Fresno State's student-run newspaper

The Collegian

%28Top+left%29+Mark+Swanson.+Air+Force+%28Top+middle%29+Chad+Gilbuena%2C+Army+%28Top+right%29+Michael+Bloom%2C+Navy+%28Bottom+left%29+Robert+Cicchinelli%2C+Navy+Seabees+%28Bottom+middle%29+Jordan+Cody%2C+U.S.+Marine+Corps+%28Bottom+right%29+Karlton+Brown%2C+Army.+%28Daniel+Avalos%2FThe+Collegian%29%0A
(Top left) Mark Swanson. Air Force (Top middle) Chad Gilbuena, Army (Top right) Michael Bloom, Navy (Bottom left) Robert Cicchinelli, Navy Seabees (Bottom middle) Jordan Cody, U.S. Marine Corps (Bottom right) Karlton Brown, Army. (Daniel Avalos/The Collegian)

For veterans on campus, friendship goes a long way

By Daniel Gligich & Michael Ford

Having been in the military is a source of pride for Cody Sedaño.

He spent three years in the U.S. Marine Corps and first served as part of an amphibious assault unit. When he realized he didn’t quite like the ocean, he became a translator for NATO units in Afghanistan between 2012 and 2013.

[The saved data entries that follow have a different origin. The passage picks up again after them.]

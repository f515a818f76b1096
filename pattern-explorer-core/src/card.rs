// card renderer - the summary shown on the page and the before/after detail view

use console::{style, StyledObject};

use crate::catalogue::PatternEntry;
use crate::code::CodeRenderer;
use crate::config::RenderOptions;

/// the two views of a card's detail dialog
#[derive(Debug, Clone, Copy, PartialEq, Eq, Default)]
pub enum Tab {
    #[default]
    Before,
    After,
}

impl Tab {
    pub const ALL: [Tab; 2] = [Tab::Before, Tab::After];

    pub fn label(self) -> &'static str {
        match self {
            Tab::Before => "Before Pattern",
            Tab::After => "After Pattern",
        }
    }

    /// position in the tab bar, also used as the prompt default
    pub fn index(self) -> usize {
        match self {
            Tab::Before => 0,
            Tab::After => 1,
        }
    }

    /// the example code this tab shows
    pub fn code(self, entry: &PatternEntry) -> &'static str {
        match self {
            Tab::Before => entry.example.before,
            Tab::After => entry.example.after,
        }
    }
}

/// per-card ui state: whether the detail dialog is open and which tab it shows
#[derive(Debug, Clone, Copy, PartialEq, Eq, Default)]
pub struct CardState {
    open: bool,
    tab: Tab,
}

impl CardState {
    pub fn is_open(&self) -> bool {
        self.open
    }

    pub fn selected(&self) -> Tab {
        self.tab
    }

    /// open the dialog; it always starts on the before tab
    pub fn open(&mut self) {
        self.open = true;
        self.tab = Tab::Before;
    }

    pub fn close(&mut self) {
        *self = Self::default();
    }

    /// switch tabs; ignored while the dialog is closed
    pub fn select(&mut self, tab: Tab) {
        if self.open {
            self.tab = tab;
        }
    }
}

fn paint<D>(value: D, options: &RenderOptions) -> StyledObject<D> {
    style(value).force_styling(options.color)
}

/// name, description and the "view example" affordance
pub fn render_summary(entry: &PatternEntry, options: &RenderOptions) -> String {
    [
        format!("{} {}", paint("</>", options).magenta(), paint(entry.name, options).bold()),
        format!("    {}", paint(entry.description, options).dim()),
        format!("    {}", paint("[ View Example ]", options).cyan()),
    ]
    .join("\n")
}

/// the open dialog: title, explanation, tab bar and the selected tab's code.
/// a closed card has no detail view.
pub fn render_detail(
    entry: &PatternEntry,
    state: &CardState,
    renderer: &CodeRenderer,
    options: &RenderOptions,
) -> Option<String> {
    if !state.is_open() {
        return None;
    }

    let rule = "─".repeat(options.width);
    let mut lines = vec![
        paint(&rule, options).magenta().to_string(),
        format!("📖 {}", paint(entry.name, options).bold()),
        paint(&rule, options).magenta().to_string(),
        String::new(),
        paint(entry.example.explanation, options).dim().to_string(),
        String::new(),
        render_tab_bar(state.selected(), options),
        paint(&rule, options).dim().to_string(),
    ];

    let code = renderer.render(state.selected().code(entry), None);
    if !code.is_empty() {
        lines.push(code);
    }
    lines.push(paint(&rule, options).dim().to_string());

    Some(lines.join("\n"))
}

fn render_tab_bar(selected: Tab, options: &RenderOptions) -> String {
    Tab::ALL
        .iter()
        .map(|&tab| {
            if tab == selected {
                paint(format!("[ {} ]", tab.label()), options)
                    .magenta()
                    .bold()
                    .to_string()
            } else {
                paint(format!("  {}  ", tab.label()), options).dim().to_string()
            }
        })
        .collect::<Vec<_>>()
        .join("   ")
}

#[cfg(test)]
mod tests {
    use super::*;
    use crate::catalogue::{catalogue, find};

    fn single_responsibility() -> &'static PatternEntry {
        find(catalogue(), "Single Responsibility Principle").unwrap().1
    }

    #[test]
    fn new_card_is_closed_on_before() {
        let state = CardState::default();
        assert!(!state.is_open());
        assert_eq!(state.selected(), Tab::Before);
    }

    #[test]
    fn select_is_ignored_while_closed() {
        let mut state = CardState::default();
        state.select(Tab::After);
        assert_eq!(state.selected(), Tab::Before);
    }

    #[test]
    fn reopening_resets_to_before() {
        let mut state = CardState::default();
        state.open();
        state.select(Tab::After);
        assert_eq!(state.selected(), Tab::After);

        state.close();
        assert!(!state.is_open());
        state.open();
        assert_eq!(state.selected(), Tab::Before);
    }

    #[test]
    fn tab_labels_and_positions() {
        assert_eq!(Tab::Before.label(), "Before Pattern");
        assert_eq!(Tab::After.label(), "After Pattern");
        assert_eq!(Tab::ALL.map(Tab::index), [0, 1]);
    }

    #[test]
    fn summary_shows_name_and_description() {
        let entry = single_responsibility();
        let summary = render_summary(entry, &RenderOptions::plain());
        assert!(summary.contains(entry.name));
        assert!(summary.contains(entry.description));
        assert!(summary.contains("View Example"));
    }

    #[test]
    fn summary_is_three_lines_without_trailing_newline() {
        let entry = single_responsibility();
        let summary = render_summary(entry, &RenderOptions::plain());
        let lines: Vec<&str> = summary.lines().collect();
        assert_eq!(lines, [
            format!("</> {}", entry.name),
            format!("    {}", entry.description),
            "    [ View Example ]".to_string(),
        ]);
        assert!(!summary.ends_with('\n'));
    }

    #[test]
    fn detail_is_framed_by_rules() {
        let options = RenderOptions::plain();
        let renderer = CodeRenderer::new(&options);
        let mut state = CardState::default();
        state.open();

        let detail = render_detail(single_responsibility(), &state, &renderer, &options).unwrap();
        let lines: Vec<&str> = detail.lines().collect();
        let rule = "─".repeat(options.width);
        assert_eq!(lines[0], rule);
        assert_eq!(lines[1], "📖 Single Responsibility Principle");
        assert_eq!(lines[2], rule);
        assert_eq!(lines[3], "");
        assert_eq!(lines[6], "[ Before Pattern ]     After Pattern  ");
        assert_eq!(lines.last().copied(), Some(rule.as_str()));
        assert!(!detail.ends_with('\n'));
    }

    #[test]
    fn closed_card_has_no_detail() {
        let options = RenderOptions::plain();
        let renderer = CodeRenderer::new(&options);
        let detail = render_detail(single_responsibility(), &CardState::default(), &renderer, &options);
        assert!(detail.is_none());
    }

    #[test]
    fn detail_follows_the_selected_tab() {
        let options = RenderOptions::plain();
        let renderer = CodeRenderer::new(&options);
        let entry = single_responsibility();
        let mut state = CardState::default();
        state.open();

        let before = render_detail(entry, &state, &renderer, &options).unwrap();
        assert!(before.contains(entry.example.explanation));
        assert!(before.contains(entry.example.before));
        assert!(before.contains("[ Before Pattern ]"));
        assert!(!before.contains("class UserRepository:"));

        state.select(Tab::After);
        let after = render_detail(entry, &state, &renderer, &options).unwrap();
        assert!(after.contains(entry.example.after));
        assert!(after.contains("[ After Pattern ]"));
        assert!(after.contains("class UserRepository:"));
    }
}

Sedaño, a senior at Fresno State, was honorably discharged in the late summer of 2014. Two days after that, he began taking classes at Fresno City College.

The Marine turned student would later turn policy-maker. Sedaño was elected to the State Center Community College District board of trustees as a FCC student trustee.

When he transferred to Fresno State, he continued his interest in student government, soon forming part of the Associated Students, Inc. He then founded the Veterans Caucus in Sacramento in 2015.

Sedaño, like other veterans who will be celebrated this year during Veterans Day events, credits his time in the military for shaping him into a responsible person finding a direction for his education. Like Sedaño, 300 other veterans now study at the university.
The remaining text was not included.